§ THE TASK: Write the listing out once more, with every line exactly as it stands.

§ AVAILABLE RECORDS:
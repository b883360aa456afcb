//! Core types for accountsync
//!
//! Documents are addressed by a [`DocumentId`] (16 random bytes, base58) and
//! referenced from other documents by a [`DocumentUrl`] (`automerge:<id>`).

mod account;
mod contact;
pub(crate) mod fields;
mod folder;

use automerge::AutoCommit;
use rand::RngCore;
use serde::{Deserialize, Serialize};

use crate::error::{AccountError, AccountResult};

pub use account::AccountDoc;
pub use contact::{AtprotoProfile, ContactDoc, RegisteredContact};
pub use folder::{FileDoc, FolderDoc};

/// Typed, read-only view over an Automerge document
pub trait DocumentView: Sized {
    fn hydrate(doc: &AutoCommit) -> AccountResult<Self>;
}

impl DocumentView for AccountDoc {
    fn hydrate(doc: &AutoCommit) -> AccountResult<Self> {
        AccountDoc::read(doc)
    }
}

impl DocumentView for ContactDoc {
    fn hydrate(doc: &AutoCommit) -> AccountResult<Self> {
        ContactDoc::read(doc)
    }
}

impl DocumentView for FolderDoc {
    fn hydrate(doc: &AutoCommit) -> AccountResult<Self> {
        FolderDoc::read(doc)
    }
}

impl DocumentView for FileDoc {
    fn hydrate(doc: &AutoCommit) -> AccountResult<Self> {
        FileDoc::read(doc)
    }
}

/// URL scheme used for document references
pub const URL_SCHEME: &str = "automerge:";

/// Number of bytes in a document identifier
const DOCUMENT_ID_LEN: usize = 16;

/// Unique identifier for a document in the store
#[derive(Debug, Clone, Copy, PartialEq, Eq, Hash, PartialOrd, Ord)]
pub struct DocumentId([u8; DOCUMENT_ID_LEN]);

impl DocumentId {
    /// Create a new random DocumentId
    pub fn new() -> Self {
        let mut bytes = [0u8; DOCUMENT_ID_LEN];
        rand::rng().fill_bytes(&mut bytes);
        Self(bytes)
    }

    /// Create a DocumentId from raw bytes
    pub fn from_bytes(bytes: [u8; DOCUMENT_ID_LEN]) -> Self {
        Self(bytes)
    }

    /// Get the raw bytes of the DocumentId
    pub fn as_bytes(&self) -> &[u8; DOCUMENT_ID_LEN] {
        &self.0
    }

    /// Convert to base58 string for display/storage
    pub fn to_base58(&self) -> String {
        bs58::encode(&self.0).into_string()
    }

    /// Parse from base58 string
    ///
    /// This is the store's identifier-validity check: the string must be
    /// base58 and decode to exactly 16 bytes.
    pub fn from_base58(s: &str) -> Result<Self, AccountError> {
        let bytes = bs58::decode(s)
            .into_vec()
            .map_err(|e| AccountError::Malformed(format!("invalid document id '{}': {}", s, e)))?;
        let arr: [u8; DOCUMENT_ID_LEN] = bytes.try_into().map_err(|b: Vec<u8>| {
            AccountError::Malformed(format!(
                "invalid document id '{}': expected {} bytes, got {}",
                s,
                DOCUMENT_ID_LEN,
                b.len()
            ))
        })?;
        Ok(Self(arr))
    }

    /// The URL referencing this document
    pub fn url(&self) -> DocumentUrl {
        DocumentUrl(*self)
    }
}

impl Default for DocumentId {
    fn default() -> Self {
        Self::new()
    }
}

impl std::fmt::Display for DocumentId {
    fn fmt(&self, f: &mut std::fmt::Formatter<'_>) -> std::fmt::Result {
        f.write_str(&self.to_base58())
    }
}

impl std::str::FromStr for DocumentId {
    type Err = AccountError;

    fn from_str(s: &str) -> Result<Self, Self::Err> {
        Self::from_base58(s)
    }
}

/// Returns true if `s` is a valid document identifier
pub fn is_valid_document_id(s: &str) -> bool {
    DocumentId::from_base58(s).is_ok()
}

/// Reference to a document, rendered as `automerge:<base58 id>`
#[derive(Debug, Clone, Copy, PartialEq, Eq, Hash, Serialize, Deserialize)]
#[serde(try_from = "String", into = "String")]
pub struct DocumentUrl(DocumentId);

impl DocumentUrl {
    /// Parse a document reference.
    ///
    /// Accepts `automerge:<id>` as well as a bare `<id>`.
    pub fn parse(s: &str) -> Result<Self, AccountError> {
        let s = s.trim();
        let id = s.strip_prefix(URL_SCHEME).unwrap_or(s);
        if id.is_empty() {
            return Err(AccountError::Malformed(format!(
                "empty document reference '{}'",
                s
            )));
        }
        Ok(Self(DocumentId::from_base58(id)?))
    }

    /// The referenced document's identifier
    pub fn document_id(&self) -> DocumentId {
        self.0
    }
}

impl From<DocumentId> for DocumentUrl {
    fn from(id: DocumentId) -> Self {
        Self(id)
    }
}

impl std::fmt::Display for DocumentUrl {
    fn fmt(&self, f: &mut std::fmt::Formatter<'_>) -> std::fmt::Result {
        write!(f, "{}{}", URL_SCHEME, self.0)
    }
}

impl std::str::FromStr for DocumentUrl {
    type Err = AccountError;

    fn from_str(s: &str) -> Result<Self, Self::Err> {
        Self::parse(s)
    }
}

impl TryFrom<String> for DocumentUrl {
    type Error = AccountError;

    fn try_from(s: String) -> Result<Self, Self::Error> {
        Self::parse(&s)
    }
}

impl From<DocumentUrl> for String {
    fn from(url: DocumentUrl) -> Self {
        url.to_string()
    }
}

§ TASK OUTPUT:
repository b883360aa456afcb
//! Core types for accountsync
//!
//! Documents are addressed by a [`DocumentId`] (16 random bytes, base58) and
//! referenced from other documents by a [`DocumentUrl`] (`automerge:<id>`).

mod account;
mod contact;
pub(crate) mod fields;
mod folder;

use automerge::AutoCommit;
use rand::RngCore;
use serde::{Deserialize, Serialize};

use crate::error::{AccountError, AccountResult};

pub use account::AccountDoc;
pub use contact::{AtprotoProfile, ContactDoc, RegisteredContact};
pub use folder::{FileDoc, FolderDoc};

/// Typed, read-only view over an Automerge document
pub trait DocumentView: Sized {
    fn hydrate(doc: &AutoCommit) -> AccountResult<Self>;
}

impl DocumentView for AccountDoc {
    fn hydrate(doc: &AutoCommit) -> AccountResult<Self> {
        AccountDoc::read(doc)
    }
}

impl DocumentView for ContactDoc {
    fn hydrate(doc: &AutoCommit) -> AccountResult<Self> {
        ContactDoc::read(doc)
    }
}

impl DocumentView for FolderDoc {
    fn hydrate(doc: &AutoCommit) -> AccountResult<Self> {
        FolderDoc::read(doc)
    }
}

impl DocumentView for FileDoc {
    fn hydrate(doc: &AutoCommit) -> AccountResult<Self> {
        FileDoc::read(doc)
    }
}

/// URL scheme used for document references
pub const URL_SCHEME: &str = "automerge:";

/// Number of bytes in a document identifier
const DOCUMENT_ID_LEN: usize = 16;

/// Unique identifier for a document in the store
#[derive(Debug, Clone, Copy, PartialEq, Eq, Hash, PartialOrd, Ord)]
pub struct DocumentId([u8; DOCUMENT_ID_LEN]);

impl DocumentId {
    /// Create a new random DocumentId
    pub fn new() -> Self {
        let mut bytes = [0u8; DOCUMENT_ID_LEN];
        rand::rng().fill_bytes(&mut bytes);
        Self(bytes)
    }

    /// Create a DocumentId from raw bytes
    pub fn from_bytes(bytes: [u8; DOCUMENT_ID_LEN]) -> Self {
        Self(bytes)
    }

    /// Get the raw bytes of the DocumentId
    pub fn as_bytes(&self) -> &[u8; DOCUMENT_ID_LEN] {
        &self.0
    }

    /// Convert to base58 string for display/storage
    pub fn to_base58(&self) -> String {
        bs58::encode(&self.0).into_string()
    }

    /// Parse from base58 string
    ///
    /// This is the store's identifier-validity check: the string must be
    /// base58 and decode to exactly 16 bytes.
    pub fn from_base58(s: &str) -> Result<Self, AccountError> {
        let bytes = bs58::decode(s)
            .into_vec()
            .map_err(|e| AccountError::Malformed(format!("invalid document id '{}': {}", s, e)))?;
        let arr: [u8; DOCUMENT_ID_LEN] = bytes.try_into().map_err(|b: Vec<u8>| {
            AccountError::Malformed(format!(
                "invalid document id '{}': expected {} bytes, got {}",
                s,
                DOCUMENT_ID_LEN,
                b.len()
            ))
        })?;
        Ok(Self(arr))
    }

    /// The URL referencing this document
    pub fn url(&self) -> DocumentUrl {
        DocumentUrl(*self)
    }
}

impl Default for DocumentId {
    fn default() -> Self {
        Self::new()
    }
}

impl std::fmt::Display for DocumentId {
    fn fmt(&self, f: &mut std::fmt::Formatter<'_>) -> std::fmt::Result {
        f.write_str(&self.to_base58())
    }
}

impl std::str::FromStr for DocumentId {
    type Err = AccountError;

    fn from_str(s: &str) -> Result<Self, Self::Err> {
        Self::from_base58(s)
    }
}

/// Returns true if `s` is a valid document identifier
pub fn is_valid_document_id(s: &str) -> bool {
    DocumentId::from_base58(s).is_ok()
}

/// Reference to a document, rendered as `automerge:<base58 id>`
#[derive(Debug, Clone, Copy, PartialEq, Eq, Hash, Serialize, Deserialize)]
#[serde(try_from = "String", into = "String")]
pub struct DocumentUrl(DocumentId);

impl DocumentUrl {
    /// Parse a document reference.
    ///
    /// Accepts `automerge:<id>` as well as a bare `<id>`.
    pub fn parse(s: &str) -> Result<Self, AccountError> {
        let s = s.trim();
        let id = s.strip_prefix(URL_SCHEME).unwrap_or(s);
        if id.is_empty() {
            return Err(AccountError::Malformed(format!(
                "empty document reference '{}'",
                s
            )));
        }
        Ok(Self(DocumentId::from_base58(id)?))
    }

    /// The referenced document's identifier
    pub fn document_id(&self) -> DocumentId {
        self.0
    }
}

impl From<DocumentId> for DocumentUrl {
    fn from(id: DocumentId) -> Self {
        Self(id)
    }
}

impl std::fmt::Display for DocumentUrl {
    fn fmt(&self, f: &mut std::fmt::Formatter<'_>) -> std::fmt::Result {
        write!(f, "{}{}", URL_SCHEME, self.0)
    }
}

impl std::str::FromStr for DocumentUrl {
    type Err = AccountError;

    fn from_str(s: &str) -> Result<Self, Self::Err> {
        Self::parse(s)
    }
}

impl TryFrom<String> for DocumentUrl {
    type Error = AccountError;

    fn try_from(s: String) -> Result<Self, Self::Error> {
        Self::parse(&s)
    }
}

impl From<DocumentUrl> for String {
    fn from(url: DocumentUrl) -> Self {
        url.to_string()
    }
}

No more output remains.